Task to complete => I need the number of lines in the following entries that hold the word "match", and no other text.

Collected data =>
╭──

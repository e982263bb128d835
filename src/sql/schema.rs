//! Relational schema model and property-to-column type mapping

use serde::Serialize;

use crate::graph::{Element, Format, Property, PropertyKind};

/// Name of the surrogate primary key column of every generated table
pub const PRIMARY_KEY: &str = "id";

/// Abstract relational column types
#[derive(Debug, Clone, Copy, PartialEq, Eq, Hash, Serialize)]
#[serde(rename_all = "lowercase")]
pub enum ColumnType {
    Integer,
    Boolean,
    Float,
    String,
    Date,
    DateTime,
    Time,
    Json,
}

impl ColumnType {
    pub fn as_str(&self) -> &'static str {
        match self {
            ColumnType::Integer => "integer",
            ColumnType::Boolean => "boolean",
            ColumnType::Float => "float",
            ColumnType::String => "string",
            ColumnType::Date => "date",
            ColumnType::DateTime => "datetime",
            ColumnType::Time => "time",
            ColumnType::Json => "json",
        }
    }
}

/// Map a property to its column type
///
/// Returns `None` for properties that are not stored in a column of the
/// owning table: array/map of objects (junction table) and union/intersection.
pub fn column_type(property: &Property) -> Option<ColumnType> {
    match &property.kind {
        PropertyKind::Boolean => Some(ColumnType::Boolean),
        PropertyKind::Integer => Some(ColumnType::Integer),
        PropertyKind::Number => Some(ColumnType::Float),
        PropertyKind::String => Some(match property.format {
            Some(Format::Date) => ColumnType::Date,
            Some(Format::DateTime) => ColumnType::DateTime,
            Some(Format::Time) => ColumnType::Time,
            Some(Format::Other(_)) | None => ColumnType::String,
        }),
        PropertyKind::Object(_) => Some(ColumnType::Integer),
        PropertyKind::Array(Element::Scalar(_)) | PropertyKind::Map(Element::Scalar(_)) => {
            Some(ColumnType::Json)
        }
        PropertyKind::Array(Element::Type(_)) | PropertyKind::Map(Element::Type(_)) => None,
        PropertyKind::Union(_) | PropertyKind::Intersection(_) => None,
    }
}

/// The complete set of generated tables
#[derive(Debug, Clone, Default, PartialEq, Serialize)]
pub struct RelationalSchema {
    pub tables: Vec<Table>,
    /// Relations in the order they were recorded; each one is also
    /// materialized as a foreign key on its owning table
    pub relations: Vec<Relation>,
}

impl RelationalSchema {
    pub fn new() -> Self {
        Self::default()
    }

    /// Get a table by name
    pub fn get_table(&self, name: &str) -> Option<&Table> {
        self.tables.iter().find(|t| t.name == name)
    }

    fn get_table_mut(&mut self, name: &str) -> Option<&mut Table> {
        self.tables.iter_mut().find(|t| t.name == name)
    }

    pub fn add_table(&mut self, table: Table) {
        self.tables.push(table);
    }

    /// Turn a relation into a foreign key on its owning table
    ///
    /// Returns `false` when the owning table is not part of the schema.
    pub fn add_relation(&mut self, relation: Relation) -> bool {
        let foreign_key = relation.to_foreign_key();
        match self.get_table_mut(&relation.owner_table) {
            Some(table) => {
                table.foreign_keys.push(foreign_key);
                self.relations.push(relation);
                true
            }
            None => false,
        }
    }
}

/// A table with a surrogate auto-increment primary key
#[derive(Debug, Clone, PartialEq, Serialize)]
pub struct Table {
    pub name: String,
    pub columns: Vec<Column>,
    pub primary_key: String,
    pub foreign_keys: Vec<ForeignKey>,
}

impl Table {
    /// Create a table holding only the `id` primary key column
    pub fn new(name: impl Into<String>) -> Self {
        Self {
            name: name.into(),
            columns: vec![Column {
                name: PRIMARY_KEY.to_string(),
                column_type: ColumnType::Integer,
                nullable: false,
                auto_increment: true,
            }],
            primary_key: PRIMARY_KEY.to_string(),
            foreign_keys: Vec::new(),
        }
    }

    /// Add a nullable column
    pub fn add_column(&mut self, name: impl Into<String>, column_type: ColumnType) {
        self.columns.push(Column::new(name, column_type));
    }

    /// Builder-style variant of [`Table::add_column`]
    pub fn with_column(mut self, name: impl Into<String>, column_type: ColumnType) -> Self {
        self.add_column(name, column_type);
        self
    }

    /// Get a column by name
    pub fn column(&self, name: &str) -> Option<&Column> {
        self.columns.iter().find(|c| c.name == name)
    }

    pub fn column_names(&self) -> Vec<&str> {
        self.columns.iter().map(|c| c.name.as_str()).collect()
    }
}

/// A table column
#[derive(Debug, Clone, PartialEq, Serialize)]
pub struct Column {
    pub name: String,
    pub column_type: ColumnType,
    pub nullable: bool,
    pub auto_increment: bool,
}

impl Column {
    pub fn new(name: impl Into<String>, column_type: ColumnType) -> Self {
        Self {
            name: name.into(),
            column_type,
            nullable: true,
            auto_increment: false,
        }
    }
}

/// A foreign key constraint
#[derive(Debug, Clone, PartialEq, Serialize)]
pub struct ForeignKey {
    pub name: String,
    pub columns: Vec<String>,
    pub referenced_table: String,
    pub referenced_columns: Vec<String>,
}

/// A relation between two tables, recorded during synthesis and wired as a
/// foreign key once every table exists
#[derive(Debug, Clone, PartialEq, Eq, Serialize)]
pub struct Relation {
    pub owner_table: String,
    pub target_table: String,
    pub local_columns: Vec<String>,
    pub target_columns: Vec<String>,
}

impl Relation {
    /// Relation from `owner_table.column` to the primary key of `target_table`
    pub fn to_primary_key(
        owner_table: impl Into<String>,
        column: impl Into<String>,
        target_table: impl Into<String>,
    ) -> Self {
        Self {
            owner_table: owner_table.into(),
            target_table: target_table.into(),
            local_columns: vec![column.into()],
            target_columns: vec![PRIMARY_KEY.to_string()],
        }
    }

    /// Foreign key constraint named `fk_<owner>_<columns>`
    pub fn to_foreign_key(&self) -> ForeignKey {
        ForeignKey {
            name: format!("fk_{}_{}", self.owner_table, self.local_columns.join("_")),
            columns: self.local_columns.clone(),
            referenced_table: self.target_table.clone(),
            referenced_columns: self.target_columns.clone(),
        }
    }
}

╰──

Response box => 4